Henri d'Orléans, Duc d’Aumale, died #OnThisDay in 1897. With no direct descendants, he left his estate to the Institut de France, including Château de Chantilly with its extensive art collection. This led to his exile being revoked, allowing him to return to France in 1889. pic.twitter.com/cP1sJX3UD2
— OrleansHouseGallery (@Orleanshg) May 7, 2019
And it didn’t take long for Mirecki to conclude that the two halves matched. Even the damage from insects and water were equal on both parts.
“It looks identical to the one we have at KU,” he explained. “They aged the same way. It’s the same scribe’s handwriting. So all these things match up to where the scroll was torn in half, right down the middle seam. Leviticus 8:24a ends at the bottom of their scroll. And then the top of our scroll begins with Leviticus 8:24b. I’ve been able to determine that it was ripped in two, then rolled up equally from both sides.”

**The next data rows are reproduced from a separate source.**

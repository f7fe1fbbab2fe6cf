// Copyright 2026 Layne Penney
// SPDX-License-Identifier: AGPL-3.0-or-later

//! Logging and pipeline metrics.
//!
//! - **Logging**: `tracing` events on stderr, one span per processed file
//! - **Metrics**: stage latencies, file outcome counters and rewrite counts
//!
//! # Usage
//!
//! ```rust,ignore
//! use ctxweave::telemetry::{init_telemetry, TelemetryConfig};
//!
//! let _guard = init_telemetry(&TelemetryConfig::from_flags(verbose, debug))?;
//! ```
//!
//! Log levels: `debug` for per-declaration decisions, `info` for per-file
//! outcomes, `warn`/`error` for files that could not be processed.

mod init;
pub mod metrics;
mod spans;

pub use init::{init_telemetry, TelemetryConfig, TelemetryGuard};
pub use metrics::{
    LatencyHistogram, Metrics, MetricsSnapshot, Stage, StageTimings, GLOBAL_METRICS,
};
pub use spans::{FileSpan, StageTimer};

It also turns out the Henri d’Orléans took the scroll himself during the invasion.
“I found a quotation from him in his diary,” Mirecki said. “He says in reference to the scroll, “I took it with my own hands from Medea’s synagogue in May 1840 when the town had been left to Muslims, and the Jews taken by Abd-el-Kader.””
But the mystery of who ripped the scroll in half remains unknown. If d’Orléans kept the first half all those years until his death when he donated it to the Institut de France, he could not have been the culprit who severed it. He would have wanted to keep the scroll intact for his collection.
Mirecki, however, does have information on who penned the scroll in the first place.
“It’s an adult male who comes home from a day of work, has dinner with the family, then goes into a study and does this for four hours,” he said. “So it’s going to take two to three years, depending on how much time he spends on it every day and every week.”
And that makes dating the scroll more difficult, though not impossible.
“It’s difficult to date something like this because scribes tend to write in an old-fashioned style,” he said. “They don’t write the way they write their wife a personal letter; they write in a classic, medieval style, so his handwriting is not easily datable.”
Given the difficulty, Mirecki has to do a lot of research and traveling to solve these kinds of mysteries.
“This type of research typically involves going into museums and looking for things in their unstudied inventories that they don’t know they have, and the whole process of cleaning, repairing, translating and then publishing,” he said.
Thanks to him, this history has been recovered and the scroll is whole again.